> _What is expected_: Go through the entries and say how many lines contain the string "RecurringDonation". The number is the whole answer.

> _Excerpted records_:

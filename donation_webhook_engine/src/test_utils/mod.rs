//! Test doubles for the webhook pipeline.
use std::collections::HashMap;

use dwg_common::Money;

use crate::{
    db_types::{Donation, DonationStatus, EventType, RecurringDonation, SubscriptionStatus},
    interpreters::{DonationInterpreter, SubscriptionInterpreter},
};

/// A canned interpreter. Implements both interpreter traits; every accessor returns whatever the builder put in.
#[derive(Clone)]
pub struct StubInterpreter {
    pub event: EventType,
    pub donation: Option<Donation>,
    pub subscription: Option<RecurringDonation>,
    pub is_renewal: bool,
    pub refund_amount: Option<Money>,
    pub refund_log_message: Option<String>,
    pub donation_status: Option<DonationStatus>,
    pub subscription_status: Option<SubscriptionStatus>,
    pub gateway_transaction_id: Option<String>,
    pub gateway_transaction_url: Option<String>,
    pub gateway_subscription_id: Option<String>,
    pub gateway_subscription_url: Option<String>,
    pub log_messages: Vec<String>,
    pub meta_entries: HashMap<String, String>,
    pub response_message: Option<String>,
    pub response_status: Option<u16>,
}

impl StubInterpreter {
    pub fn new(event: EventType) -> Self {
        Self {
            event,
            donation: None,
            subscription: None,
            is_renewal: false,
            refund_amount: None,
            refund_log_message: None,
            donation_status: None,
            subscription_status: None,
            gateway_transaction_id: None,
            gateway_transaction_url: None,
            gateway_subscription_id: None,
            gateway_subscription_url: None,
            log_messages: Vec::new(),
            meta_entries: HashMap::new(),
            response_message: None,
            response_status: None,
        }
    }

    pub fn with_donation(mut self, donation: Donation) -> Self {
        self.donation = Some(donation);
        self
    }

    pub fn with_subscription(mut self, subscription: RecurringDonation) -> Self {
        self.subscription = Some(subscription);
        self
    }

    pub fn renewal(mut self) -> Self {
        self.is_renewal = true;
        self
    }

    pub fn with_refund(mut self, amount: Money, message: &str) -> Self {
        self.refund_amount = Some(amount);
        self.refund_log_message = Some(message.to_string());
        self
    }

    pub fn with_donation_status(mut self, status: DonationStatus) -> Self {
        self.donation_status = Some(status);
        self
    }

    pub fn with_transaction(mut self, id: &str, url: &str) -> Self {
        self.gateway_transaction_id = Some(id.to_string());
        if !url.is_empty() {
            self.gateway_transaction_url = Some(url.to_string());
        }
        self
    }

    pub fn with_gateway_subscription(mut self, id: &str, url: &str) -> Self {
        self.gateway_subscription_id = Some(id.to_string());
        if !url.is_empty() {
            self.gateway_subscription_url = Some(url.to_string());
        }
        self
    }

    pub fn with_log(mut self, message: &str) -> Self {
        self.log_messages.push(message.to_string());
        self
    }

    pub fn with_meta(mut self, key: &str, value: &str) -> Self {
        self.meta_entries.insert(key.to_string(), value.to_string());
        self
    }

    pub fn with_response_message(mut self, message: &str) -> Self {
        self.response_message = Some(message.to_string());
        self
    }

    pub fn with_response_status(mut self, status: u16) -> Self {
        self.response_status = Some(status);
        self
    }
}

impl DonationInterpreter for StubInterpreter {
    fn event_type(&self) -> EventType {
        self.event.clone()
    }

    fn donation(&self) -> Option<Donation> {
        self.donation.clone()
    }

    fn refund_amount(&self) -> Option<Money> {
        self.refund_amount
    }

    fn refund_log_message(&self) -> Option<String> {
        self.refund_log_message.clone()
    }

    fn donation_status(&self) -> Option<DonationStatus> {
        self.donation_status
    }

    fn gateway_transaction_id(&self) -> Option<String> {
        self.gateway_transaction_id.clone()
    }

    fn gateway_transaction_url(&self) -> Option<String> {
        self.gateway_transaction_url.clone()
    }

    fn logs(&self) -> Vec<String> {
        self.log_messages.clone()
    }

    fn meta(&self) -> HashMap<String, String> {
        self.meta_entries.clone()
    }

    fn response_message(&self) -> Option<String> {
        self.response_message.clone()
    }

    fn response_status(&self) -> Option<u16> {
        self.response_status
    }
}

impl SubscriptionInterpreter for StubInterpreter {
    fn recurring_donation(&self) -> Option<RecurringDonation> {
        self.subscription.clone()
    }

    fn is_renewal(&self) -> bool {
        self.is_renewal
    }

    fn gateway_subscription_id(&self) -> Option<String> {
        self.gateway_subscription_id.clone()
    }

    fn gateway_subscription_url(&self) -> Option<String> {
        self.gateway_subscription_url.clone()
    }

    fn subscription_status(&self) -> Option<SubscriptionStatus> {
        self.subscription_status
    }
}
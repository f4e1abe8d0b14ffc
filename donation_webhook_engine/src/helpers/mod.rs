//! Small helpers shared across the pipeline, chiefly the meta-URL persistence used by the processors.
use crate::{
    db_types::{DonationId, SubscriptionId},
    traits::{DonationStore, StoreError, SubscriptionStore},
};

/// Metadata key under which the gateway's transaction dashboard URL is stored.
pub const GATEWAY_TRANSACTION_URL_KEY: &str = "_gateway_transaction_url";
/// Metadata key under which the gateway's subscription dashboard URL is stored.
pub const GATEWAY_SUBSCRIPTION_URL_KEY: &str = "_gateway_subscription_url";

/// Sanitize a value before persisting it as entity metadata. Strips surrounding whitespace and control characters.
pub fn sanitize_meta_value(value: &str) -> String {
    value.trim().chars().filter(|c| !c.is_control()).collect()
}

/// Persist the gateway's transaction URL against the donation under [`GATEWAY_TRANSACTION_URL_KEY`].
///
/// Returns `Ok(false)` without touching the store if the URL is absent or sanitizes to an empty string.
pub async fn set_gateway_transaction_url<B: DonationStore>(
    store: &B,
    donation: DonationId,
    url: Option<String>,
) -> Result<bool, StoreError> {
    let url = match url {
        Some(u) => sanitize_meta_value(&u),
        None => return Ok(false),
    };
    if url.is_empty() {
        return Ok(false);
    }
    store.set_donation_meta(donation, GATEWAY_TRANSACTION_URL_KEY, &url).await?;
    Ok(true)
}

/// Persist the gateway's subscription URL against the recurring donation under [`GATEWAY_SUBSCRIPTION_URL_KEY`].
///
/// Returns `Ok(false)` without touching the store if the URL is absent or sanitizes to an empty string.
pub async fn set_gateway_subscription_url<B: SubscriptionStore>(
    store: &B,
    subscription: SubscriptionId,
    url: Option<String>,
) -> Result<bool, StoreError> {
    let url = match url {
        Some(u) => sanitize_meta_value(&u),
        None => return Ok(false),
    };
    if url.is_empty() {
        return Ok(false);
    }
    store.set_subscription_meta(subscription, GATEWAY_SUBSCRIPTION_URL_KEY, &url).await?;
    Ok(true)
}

> _Output of the exercise_: 4